Akgul Amanmuradova and Chuang Chia-jung were the defending champions but Amanmuradova decided not to participate.

Chuang played alongside Chang Kai-chen, but they lost in the quarterfinals to Natalie Grandin and Vladimíra Uhlířová.
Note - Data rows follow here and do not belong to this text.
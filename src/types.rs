/// Index of an open table, assigned in open order.
pub type TableId = usize;

/// On-disk page number within a table file. Page 0 is the header page,
/// and 0 also serves as the "no page" sentinel everywhere a page link
/// can be absent (root, sibling, parent, free list).
pub type PageNum = u64;

/// Record key.
pub type Key = i64;

/// Transaction id. 0 means "no transaction".
pub type TrxId = i32;

/// Log sequence number: the byte offset of a record's start in the log
/// file. 0 is both the first record's position and the "no LSN" sentinel
/// (page LSNs start at 0, and the first record is always a Begin, so no
/// comparison ever confuses the two).
pub type Lsn = i64;
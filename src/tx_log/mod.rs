//! Write-ahead log and recovery.

mod log_manager;
mod record;

pub use log_manager::{LogManager, RecoveryMode};
pub use record::{
    LogBody, LogRecord, RecordType, UpdateBody, COMPENSATE_RECORD_SIZE, IMAGE_SIZE,
    SMALL_RECORD_SIZE, UPDATE_RECORD_SIZE,
};
//! Buffer pool.
//!
//! A pool-wide mutex guards the frame directory and the arena-linked
//! free and LRU lists; each frame carries its own mutex whose guard
//! doubles as the page latch and the pin. `request_page` hands out an
//! owned guard, so dropping the `PageGuard` is the release.

use std::collections::HashMap;
use std::sync::Arc;

use log::debug;
use parking_lot::{lock_api::ArcMutexGuard, Mutex, RawMutex};

use crate::disk::DiskManager;
use crate::page::Page;
use crate::tx_log::LogManager;
use crate::types::{PageNum, TableId};

pub type FrameId = usize;

pub struct Frame {
    table_id: TableId,
    pagenum: PageNum,
    dirty: bool,
    valid: bool,
    page: Page,
}

struct PoolState {
    directory: HashMap<(TableId, PageNum), FrameId>,
    prev: Vec<Option<FrameId>>,
    next: Vec<Option<FrameId>>,
    free_head: Option<FrameId>,
    lru_head: Option<FrameId>,
    lru_tail: Option<FrameId>,
}

impl PoolState {
    fn new(capacity: usize) -> Self {
        // Thread every frame into the free list.
        let mut next: Vec<Option<FrameId>> = (1..capacity).map(Some).collect();
        next.push(None);
        Self {
            directory: HashMap::new(),
            prev: vec![None; capacity],
            next,
            free_head: if capacity > 0 { Some(0) } else { None },
            lru_head: None,
            lru_tail: None,
        }
    }

    fn free_pop(&mut self) -> Option<FrameId> {
        let fid = self.free_head?;
        self.free_head = self.next[fid];
        self.next[fid] = None;
        Some(fid)
    }

    fn free_push(&mut self, fid: FrameId) {
        self.prev[fid] = None;
        self.next[fid] = self.free_head;
        self.free_head = Some(fid);
    }

    fn lru_unlink(&mut self, fid: FrameId) {
        match self.prev[fid] {
            Some(p) => self.next[p] = self.next[fid],
            None => self.lru_head = self.next[fid],
        }
        match self.next[fid] {
            Some(n) => self.prev[n] = self.prev[fid],
            None => self.lru_tail = self.prev[fid],
        }
        self.prev[fid] = None;
        self.next[fid] = None;
    }

    fn lru_push_front(&mut self, fid: FrameId) {
        self.prev[fid] = None;
        self.next[fid] = self.lru_head;
        if let Some(h) = self.lru_head {
            self.prev[h] = Some(fid);
        }
        self.lru_head = Some(fid);
        if self.lru_tail.is_none() {
            self.lru_tail = Some(fid);
        }
    }

    fn lru_touch(&mut self, fid: FrameId) {
        self.lru_unlink(fid);
        self.lru_push_front(fid);
    }
}

pub struct BufferPool {
    disk: Arc<DiskManager>,
    log: Arc<LogManager>,
    frames: Vec<Arc<Mutex<Frame>>>,
    state: Mutex<PoolState>,
}

impl BufferPool {
    pub fn new(capacity: usize, disk: Arc<DiskManager>, log: Arc<LogManager>) -> Self {
        assert!(capacity > 0);
        let frames = (0..capacity)
            .map(|_| {
                Arc::new(Mutex::new(Frame {
                    table_id: 0,
                    pagenum: 0,
                    dirty: false,
                    valid: false,
                    page: Page::new(),
                }))
            })
            .collect();
        Self {
            disk,
            log,
            frames,
            state: Mutex::new(PoolState::new(capacity)),
        }
    }

    pub fn capacity(&self) -> usize {
        self.frames.len()
    }

    pub fn disk(&self) -> &DiskManager {
        &self.disk
    }

    /// Latch a page in the pool, loading it from disk on a miss. The
    /// returned guard pins the frame until dropped.
    pub fn request_page(&self, table_id: TableId, pagenum: PageNum) -> PageGuard {
        loop {
            let mut state = self.state.lock();

            if let Some(&fid) = state.directory.get(&(table_id, pagenum)) {
                state.lru_touch(fid);
                let arc = self.frames[fid].clone();
                drop(state);
                // Block on the latch without the pool lock; the binding
                // may change while we wait, so re-check it.
                let guard = arc.lock_arc();
                if guard.valid && guard.table_id == table_id && guard.pagenum == pagenum {
                    return PageGuard::new(guard, self.disk.clone());
                }
                continue;
            }

            let (fid, mut guard) = match self.grab_frame(&mut state) {
                Some(pair) => pair,
                None => {
                    // Every frame pinned; back off and retry.
                    drop(state);
                    std::thread::yield_now();
                    continue;
                }
            };

            if guard.valid {
                // Only drop the mapping if it still points here.
                let old_key = (guard.table_id, guard.pagenum);
                if state.directory.get(&old_key) == Some(&fid) {
                    state.directory.remove(&old_key);
                }
            }
            state.directory.insert((table_id, pagenum), fid);
            state.lru_push_front(fid);
            drop(state);

            // I/O happens with only the frame latch held.
            if guard.valid && guard.dirty {
                self.write_back(&guard);
            }
            guard.table_id = table_id;
            guard.pagenum = pagenum;
            guard.dirty = false;
            guard.valid = true;
            self.disk.read_page(table_id, pagenum, &mut guard.page);
            return PageGuard::new(guard, self.disk.clone());
        }
    }

    /// Pick a free frame, or evict the coldest unpinned one.
    fn grab_frame(
        &self,
        state: &mut PoolState,
    ) -> Option<(FrameId, ArcMutexGuard<RawMutex, Frame>)> {
        if let Some(fid) = state.free_pop() {
            // Free frames are never latched by anyone else.
            match self.frames[fid].try_lock_arc() {
                Some(guard) => return Some((fid, guard)),
                None => state.free_push(fid),
            }
        }

        let mut cursor = state.lru_tail;
        while let Some(fid) = cursor {
            if let Some(guard) = self.frames[fid].try_lock_arc() {
                state.lru_unlink(fid);
                return Some((fid, guard));
            }
            cursor = state.prev[fid];
        }
        None
    }

    /// Before a dirty page leaves the pool, its log records must be on
    /// disk: flush the log up to the page LSN, then write the page.
    fn write_back(&self, frame: &Frame) {
        if frame.pagenum != 0 {
            self.log.flush_up_to(frame.page.lsn());
        }
        self.disk.write_page(frame.table_id, frame.pagenum, &frame.page);
        debug!("evicted table {} page {}", frame.table_id, frame.pagenum);
    }

    /// Allocate a page on disk, then refresh any buffered header page
    /// so the cached free-list view never goes stale.
    pub fn alloc_page(&self, table_id: TableId) -> PageNum {
        let pagenum = self.disk.alloc_page(table_id);
        self.refresh_header(table_id);
        pagenum
    }

    /// Free a page on disk and drop any cached copy of it.
    pub fn free_page(&self, table_id: TableId, pagenum: PageNum) {
        {
            let mut state = self.state.lock();
            if let Some(fid) = state.directory.remove(&(table_id, pagenum)) {
                if let Some(mut guard) = self.frames[fid].try_lock() {
                    guard.valid = false;
                    guard.dirty = false;
                    state.lru_unlink(fid);
                    state.free_push(fid);
                }
                // A pinned frame keeps its latch; with the mapping gone
                // it ages out of the LRU list on its own.
            }
        }
        self.disk.free_page(table_id, pagenum);
        self.refresh_header(table_id);
    }

    fn refresh_header(&self, table_id: TableId) {
        loop {
            let state = self.state.lock();
            let fid = match state.directory.get(&(table_id, 0)) {
                Some(&fid) => fid,
                None => return,
            };
            let arc = self.frames[fid].clone();
            drop(state);
            let mut guard = arc.lock_arc();
            if guard.valid && guard.table_id == table_id && guard.pagenum == 0 {
                self.disk.read_page(table_id, 0, &mut guard.page);
                guard.dirty = false;
                return;
            }
        }
    }

    /// Write back every dirty frame. Frames stay resident.
    pub fn flush_all_pages(&self) {
        for arc in &self.frames {
            let mut guard = arc.lock();
            if guard.valid && guard.dirty {
                self.write_back(&guard);
                guard.dirty = false;
            }
        }
    }
}

/// An exclusively latched, pinned page. Mutating access marks the frame
/// dirty; dropping the guard releases the page. Dirty header pages are
/// forced to disk on release so the disk copy of the free list and root
/// pointer stays current.
pub struct PageGuard {
    guard: ArcMutexGuard<RawMutex, Frame>,
    disk: Arc<DiskManager>,
}

impl PageGuard {
    fn new(guard: ArcMutexGuard<RawMutex, Frame>, disk: Arc<DiskManager>) -> Self {
        Self { guard, disk }
    }

    pub fn table_id(&self) -> TableId {
        self.guard.table_id
    }

    pub fn pagenum(&self) -> PageNum {
        self.guard.pagenum
    }

    pub fn page(&self) -> &Page {
        &self.guard.page
    }

    pub fn page_mut(&mut self) -> &mut Page {
        self.guard.dirty = true;
        &mut self.guard.page
    }
}

impl Drop for PageGuard {
    fn drop(&mut self) {
        if self.guard.dirty && self.guard.pagenum == 0 {
            self.disk
                .write_page(self.guard.table_id, 0, &self.guard.page);
            self.guard.dirty = false;
        }
    }
}
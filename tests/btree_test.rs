mod common;

use rand::seq::SliceRandom;
use rand::SeedableRng;

use bptdb::error::DbError;
use bptdb::Database;

fn shuffled_keys(n: i64, seed: u64) -> Vec<i64> {
    let mut rng = rand::rngs::StdRng::seed_from_u64(seed);
    let mut keys: Vec<i64> = (1..=n).collect();
    keys.shuffle(&mut rng);
    keys
}

/// Walk the leaf level left to right and collect every key, checking
/// sort order and occupancy along the way.
fn collect_leaf_keys(db: &Database, table: usize) -> Vec<i64> {
    let root = db.btree().root_pagenum(table);
    if root == 0 {
        return Vec::new();
    }

    let mut keys = Vec::new();
    let mut pagenum = db.btree().find_leaf(table, i64::MIN);
    while pagenum != 0 {
        let guard = db.pool().request_page(table, pagenum);
        let page = guard.page();
        assert!(page.is_leaf());
        if pagenum != root {
            assert!(page.number_of_keys() > 0, "leaf {} is empty", pagenum);
        }
        let mut used = 0u64;
        for i in 0..page.number_of_keys() {
            let slot = page.slot(i);
            keys.push(slot.key);
            used += 16 + slot.size as u64;
        }
        assert_eq!(page.used_space(), used);
        pagenum = page.right_sibling();
    }

    for w in keys.windows(2) {
        assert!(w[0] < w[1], "keys out of order: {} before {}", w[0], w[1]);
    }
    keys
}

#[test]
fn single_record_round_trip() {
    let dir = common::setup();
    let (db, table) = common::open_db(&dir);

    let value = common::value_for(7);
    db.insert(table, 7, &value).unwrap();
    assert_eq!(db.btree().find(table, 7), Some(value));
    assert_eq!(db.btree().find(table, 8), None);
}

#[test]
fn duplicate_and_missing_keys_error() {
    let dir = common::setup();
    let (db, table) = common::open_db(&dir);

    db.insert(table, 1, &common::value_for(1)).unwrap();
    match db.insert(table, 1, &common::value_for(1)) {
        Err(DbError::DuplicateKey(1)) => {}
        other => panic!("expected duplicate key error, got {:?}", other.err()),
    }
    match db.delete(table, 9) {
        Err(DbError::KeyNotFound(9)) => {}
        other => panic!("expected key not found, got {:?}", other.err()),
    }
}

#[test]
fn value_length_is_bounded() {
    let dir = common::setup();
    let (db, table) = common::open_db(&dir);

    assert!(matches!(
        db.insert(table, 1, &[0u8; 49]),
        Err(DbError::BadValueLength(49))
    ));
    assert!(matches!(
        db.insert(table, 1, &[0u8; 113]),
        Err(DbError::BadValueLength(113))
    ));
    db.insert(table, 1, &[0u8; 50]).unwrap();
    db.insert(table, 2, &[0u8; 112]).unwrap();
}

#[test]
fn bulk_load_splits_and_stays_sorted() {
    let dir = common::setup();
    let (db, table) = common::open_db(&dir);

    const N: i64 = 3000;
    for key in shuffled_keys(N, 11) {
        db.insert(table, key, &common::value_for(key)).unwrap();
    }

    let keys = collect_leaf_keys(&db, table);
    assert_eq!(keys, (1..=N).collect::<Vec<_>>());

    // The tree grew past a single leaf and past a single internal level.
    // The root guard must drop before the finds below descend from the
    // root again; the frame latch does not re-enter.
    let root = db.btree().root_pagenum(table);
    {
        let guard = db.pool().request_page(table, root);
        assert!(!guard.page().is_leaf());
    }

    for key in shuffled_keys(N, 13) {
        assert_eq!(db.btree().find(table, key), Some(common::value_for(key)));
    }
}

#[test]
fn leaf_split_keeps_left_page_under_half_occupancy() {
    let dir = common::setup();
    let (db, table) = common::open_db(&dir);

    // 100-byte values: 34 records fill a leaf, the 35th forces a split.
    for key in 1..=40 {
        db.insert(table, key, &common::value_of(key, 100, 0)).unwrap();
    }

    // The record crossing the 1984-byte mark opens the right page, so
    // the left page accumulates 19 values and stays below half a body.
    let left = db.btree().find_leaf(table, i64::MIN);
    let guard = db.pool().request_page(table, left);
    let page = guard.page();
    let value_bytes: u64 = (0..page.number_of_keys())
        .map(|i| page.slot(i).size as u64)
        .sum();
    assert_eq!(page.number_of_keys(), 19);
    assert_eq!(value_bytes, 1900);
}

#[test]
fn delete_all_then_reinsert() {
    let dir = common::setup();
    let (db, table) = common::open_db(&dir);

    const N: i64 = 2000;
    for key in shuffled_keys(N, 3) {
        db.insert(table, key, &common::value_for(key)).unwrap();
    }
    for key in shuffled_keys(N, 5) {
        db.delete(table, key).unwrap();
    }

    // Every page went back to the free list and the root slot cleared.
    assert_eq!(db.btree().root_pagenum(table), 0);
    assert_eq!(db.btree().find(table, 1), None);

    for key in shuffled_keys(N, 7) {
        db.insert(table, key, &common::value_for(key)).unwrap();
    }
    assert_eq!(collect_leaf_keys(&db, table).len(), N as usize);

    // Reinsertion reuses freed pages instead of extending the file.
    assert_eq!(db.disk().page_count(table), 2560);
}

#[test]
fn interleaved_deletes_keep_occupancy() {
    let dir = common::setup();
    let (db, table) = common::open_db(&dir);

    const N: i64 = 3000;
    for key in shuffled_keys(N, 21) {
        db.insert(table, key, &common::value_for(key)).unwrap();
    }
    // Drop two thirds in random order so both redistribution and
    // coalescing fire at leaf and internal levels.
    let mut removed = shuffled_keys(N, 23);
    removed.truncate(2 * N as usize / 3);
    for key in &removed {
        db.delete(table, *key).unwrap();
    }

    let keys = collect_leaf_keys(&db, table);
    let mut expected: Vec<i64> = (1..=N).filter(|k| !removed.contains(k)).collect();
    expected.sort_unstable();
    assert_eq!(keys, expected);

    for key in &expected {
        assert_eq!(db.btree().find(table, *key), Some(common::value_for(*key)));
    }
    for key in &removed {
        assert_eq!(db.btree().find(table, *key), None);
    }
}

#[test]
fn tiny_pool_evicts_and_reloads() {
    let dir = common::setup();
    let mut config = common::config_for(&dir);
    config.buffer_capacity = 10;
    let db = Database::init(config).unwrap();
    let table = db.open_table(common::table_path(&dir)).unwrap();

    // Far more pages than frames, so every insert churns the pool.
    for key in 1..=300 {
        db.insert(table, key, &common::value_of(key, 100, 0)).unwrap();
    }

    let root = db.btree().root_pagenum(table);
    {
        let guard = db.pool().request_page(table, root);
        assert!(!guard.page().is_leaf());
    }
    assert_eq!(db.btree().find(table, 150), Some(common::value_of(150, 100, 0)));
    assert_eq!(collect_leaf_keys(&db, table), (1..=300).collect::<Vec<_>>());
}

#[test]
fn two_tables_are_independent() {
    let dir = common::setup();
    let (db, t0) = common::open_db(&dir);
    let t1 = db.open_table(dir.path().join("table1.db")).unwrap();

    for key in 1..=200 {
        db.insert(t0, key, &common::value_of(key, 60, 0)).unwrap();
        db.insert(t1, key, &common::value_of(key, 60, 1)).unwrap();
    }
    db.delete(t0, 100).unwrap();

    assert_eq!(db.btree().find(t0, 100), None);
    assert_eq!(db.btree().find(t1, 100), Some(common::value_of(100, 60, 1)));
}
Olga Govortsova and Klaudia Jans-Ignacik won the tournament defeating Natalie Grandin and Vladimíra Uhlířová 6–7^{(4–7)}, 6–3, [10–3] in the final.

==Seeds==

1. RSA Natalie Grandin / CZE Vladimíra Uhlířová (final)
2. BLR Olga Govortsova / POL Klaudia Jans-Ignacik (champions)
3. LUX Mandy Minella / FRA Pauline Parmentier (first round)
4. HUN Tímea Babos / TPE Hsieh Su-wei (semifinals)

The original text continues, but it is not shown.